Buenos Aires

Mercredi 12 Mai

Buenos Aires! Nous arrivons à Buenos Aires. C’est magique notre tour du monde! Cette capacité à passer de continent en continent, de pays en pays, de région en région, de ville en ville. Et hop, un coup de bus, nous quittons la Patagonie, traversons la Pampa et arrivons à Buenos Aires. Nous ne parlerons pas trop de la Pampa car c’est encore plus monotone que la Patagonie. C’est plat, très très plat. Nous connaissions la Brie, la Beauce, maintenant nous connaissons la Pampa.

Il est 13h et quittons notre bus. Nous nous organisons en préparant un « plan d’évacuation » de la gare routière. Nous avons eu pas mal de mauvais retours sur le sécurité ici. Un an plus tôt, la famille Gourgeot s’était fait voler leur sac à dos avec leur billet d’avion à l’intérieur et d’autres tourdumondistes nous avaient alertés sur le coup de la projection de crème sur les affaires pour détourner l’attention. Bref, nous récupérons nos sacs, nous ne traînons pas et sortons directement coté taxi. En fait, les premiers taxis ne sont pas clairs sur les tarifs. Alors, nous nous écartons de la gare routière et en cherchons un autre. Celui-là est tellement sympa qu’il nous conseille vraiment de prendre le métro car le centre ville est complètement bouché à cause des futures manifestations pour le bicentenaire de l’indépendance argentine.

Nous prenons donc le métro, chargés comme des mules. C’est impressionnant comment nous avons évolué. De suite, nous nous sentons à l’aise partout où nous allons.

Cinq stations plus tard, nous sortons et faisons les derniers 500 mètres à pied jusqu’à l’appartement de Julien. Et oui, Julien, notre voisin de bungalow de l’ïle de Fakarava, nous accueille très chaleureusement chez lui. C’est génial! Nous le retrouvons à des milliers de kilomètres de la Polynésie dans son très mignon appartement. Cela nous fait tout drôle de retrouver un tel niveau de confort, après des mois d’auberges de jeunesse et autres chambres d’hôtel. Julien a tout mis en place pour que nous nous sentions bien chez lui. C’est extra!

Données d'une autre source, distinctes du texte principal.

//! `think` and `reflect`: no-op-to-the-world tools whose only effect is
//! echoing the agent's own reasoning text back as an observation. Several
//! ReAct transcripts in the corpus rely on an explicit "thinking out loud"
//! action distinct from the `Thought:` preamble the loop already parses —
//! these exist so that pattern keeps working verbatim.

use async_trait::async_trait;
use serde::Deserialize;
use serde_json::Value;

use deepaudit_core::{Error, PropertySchema, Tool, ToolDefinition, ToolOutput, ToolParameters};

#[derive(Deserialize)]
struct ThoughtArgs {
    thought: String,
}

pub struct ThinkTool;

#[async_trait]
impl Tool for ThinkTool {
    fn name(&self) -> &str {
        "think"
    }

    fn description(&self) -> &str {
        "Record a reasoning step without taking any action; the text is echoed back as the observation"
    }

    fn definition(&self) -> ToolDefinition {
        ToolDefinition::new(self.name(), self.description())
            .with_parameters(ToolParameters::new().add_property("thought", PropertySchema::string("Reasoning to record"), true))
    }

    async fn execute(&self, arguments: Value) -> Result<ToolOutput, Error> {
        let args: ThoughtArgs = serde_json::from_value(arguments)
            .map_err(|e| Error::ToolInputInvalid { tool: self.name().into(), message: e.to_string() })?;
        Ok(ToolOutput::success(args.thought))
    }
}

pub struct ReflectTool;

#[async_trait]
impl Tool for ReflectTool {
    fn name(&self) -> &str {
        "reflect"
    }

    fn description(&self) -> &str {
        "Record a reflection on progress so far without taking any action; the text is echoed back as the observation"
    }

    fn definition(&self) -> ToolDefinition {
        ToolDefinition::new(self.name(), self.description())
            .with_parameters(ToolParameters::new().add_property("thought", PropertySchema::string("Reflection to record"), true))
    }

    async fn execute(&self, arguments: Value) -> Result<ToolOutput, Error> {
        let args: ThoughtArgs = serde_json::from_value(arguments)
            .map_err(|e| Error::ToolInputInvalid { tool: self.name().into(), message: e.to_string() })?;
        Ok(ToolOutput::success(args.thought))
    }
}

pub fn create_misc_tools() -> Vec<Box<dyn Tool>> {
    vec![Box::new(ThinkTool), Box::new(ReflectTool)]
}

Il nous accueille chaleureusement et nous quitte rapidement car il doit retourner au travail. Il travaille beaucoup. Nous nous installons tranquillement. Nous ne sommes plus habitués à avoir autant d’espace. Nous nous sentons même un peu perdus dans ce grand appartement.

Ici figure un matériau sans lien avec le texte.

#[cfg(test)]
mod tests {
    use super::*;
    use serde_json::json;

    #[test]
    fn test_lifecycle_transitions() {
        let mut state = AgentState::new("Recon", "recon", "scan repo");
        assert_eq!(state.status, AgentStatus::Created);
        state.start();
        assert_eq!(state.status, AgentStatus::Running);
        assert!(state.started_at.is_some());
        state.set_completed(Some(json!({"ok": true})));
        assert_eq!(state.status, AgentStatus::Completed);
        assert!(state.should_stop());
    }

    #[test]
    fn test_max_iterations() {
        let mut state = AgentState::new("a", "specialist", "t");
        state.max_iterations = 10;
        for _ in 0..8 {
            state.increment_iteration();
        }
        assert!(state.is_approaching_max_iterations(0.85));
        assert!(!state.has_reached_max_iterations());
        state.increment_iteration();
        state.increment_iteration();
        assert!(state.has_reached_max_iterations());
        assert!(state.should_stop());
    }

    #[test]
    fn test_waiting_state_roundtrip() {
        let mut state = AgentState::new("a", "orchestrator", "t");
        state.enter_waiting_state("awaiting sub-agent result");
        assert!(state.is_waiting_for_input());
        assert_eq!(state.status, AgentStatus::Waiting);
        state.resume_from_waiting(Some("continue".to_string()));
        assert!(!state.is_waiting_for_input());
        assert_eq!(state.status, AgentStatus::Running);
        assert_eq!(state.task, "continue");
    }

    #[test]
    fn test_waiting_timeout() {
        let mut state = AgentState::new("a", "specialist", "t");
        state.waiting_timeout_seconds = 0;
        state.enter_waiting_state("x");
        state.waiting_start_time = Some(Utc::now() - chrono::Duration::seconds(5));
        assert!(state.has_waiting_timeout());
    }

    #[test]
    fn test_add_finding_stamps_provenance() {
        let mut state = AgentState::new("a", "verification", "t");
        state.add_finding(json!({"title": "sqli"}));
        let f = &state.findings[0];
        assert_eq!(f["title"], "sqli");
        assert!(f.get("discovered_at").is_some());
        assert_eq!(f["discovered_by"], state.agent_id);
    }

    #[test]
    fn test_checkpoint_file_name_is_sequence_padded() {
        let state = AgentState::new("a", "recon", "t");
        let agent_id = state.agent_id.clone();
        let checkpoint = Checkpoint::new(3, state);
        assert_eq!(checkpoint.file_name(), format!("{agent_id}-0000000003.json"));
    }

    #[test]
    fn test_should_stop_on_request() {
        let mut state = AgentState::new("a", "recon", "t");
        state.start();
        assert!(!state.should_stop());
        state.request_stop();
        assert_eq!(state.status, AgentStatus::Stopping);
        assert!(state.should_stop());
    }

    #[test]
    fn test_checkpoint_store_save_and_restore() {
        let dir = tempfile::tempdir().unwrap();
        let store = CheckpointStore::new(dir.path());
        let mut state = AgentState::new("a", "recon", "t");
        state.increment_iteration();
        store.save(&state).unwrap();

        let restored = store.restore(&state.agent_id).unwrap().unwrap();
        assert_eq!(restored.agent_id, state.agent_id);
        assert_eq!(restored.iteration, 1);
    }

    #[test]
    fn test_checkpoint_store_restore_missing_agent_is_none() {
        let dir = tempfile::tempdir().unwrap();
        let store = CheckpointStore::new(dir.path());
        assert!(store.restore("no-such-agent").unwrap().is_none());
    }

    #[test]
    fn test_checkpoint_store_auto_checkpoint_respects_interval() {
        let dir = tempfile::tempdir().unwrap();
        let store = CheckpointStore::new(dir.path()).with_auto_checkpoint_interval(3);
        let mut state = AgentState::new("a", "recon", "t");

        state.increment_iteration();
        state.increment_iteration();
        assert!(store.auto_checkpoint(&state).unwrap().is_none());

        state.increment_iteration();
        assert!(store.auto_checkpoint(&state).unwrap().is_some());
        // next checkpoint only fires 3 iterations after this one
        state.increment_iteration();
        assert!(store.auto_checkpoint(&state).unwrap().is_none());
    }

    #[test]
    fn test_checkpoint_store_cleanup_keeps_newest_n() {
        let dir = tempfile::tempdir().unwrap();
        let store = CheckpointStore::new(dir.path()).with_keep_newest(2);
        let mut state = AgentState::new("a", "recon", "t");
        for _ in 0..5 {
            state.increment_iteration();
            store.save(&state).unwrap();
        }
        let remaining = std::fs::read_dir(dir.path()).unwrap().count();
        assert_eq!(remaining, 2);
    }

    #[test]
    fn test_checkpoint_store_rejects_unknown_version() {
        let dir = tempfile::tempdir().unwrap();
        let store = CheckpointStore::new(dir.path());
        let state = AgentState::new("a", "recon", "t");
        let mut checkpoint = Checkpoint::new(0, state.clone());
        checkpoint.version = CHECKPOINT_VERSION + 1;
        let path = dir.path().join(checkpoint.file_name());
        std::fs::write(&path, serde_json::to_string(&checkpoint).unwrap()).unwrap();

        let err = store.restore(&state.agent_id).unwrap_err();
        assert!(matches!(err, Error::StateRecovery(_)));
    }
}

Nous nous retrouvons le soir pour un apéro comme il se doit et allons dîner dans sa petite cantine, une ancienne boucherie, avec encore les crochets aux murs, le sol en damier noir et blanc, des sièges en peau de vaches et des étagères remplies de bouteilles de vin. La déco est vraiment sympa! Nous dégustons d’excellentes viandes, des papas fritas et un bon Malbec d’Argentine bien sûr. Perfect!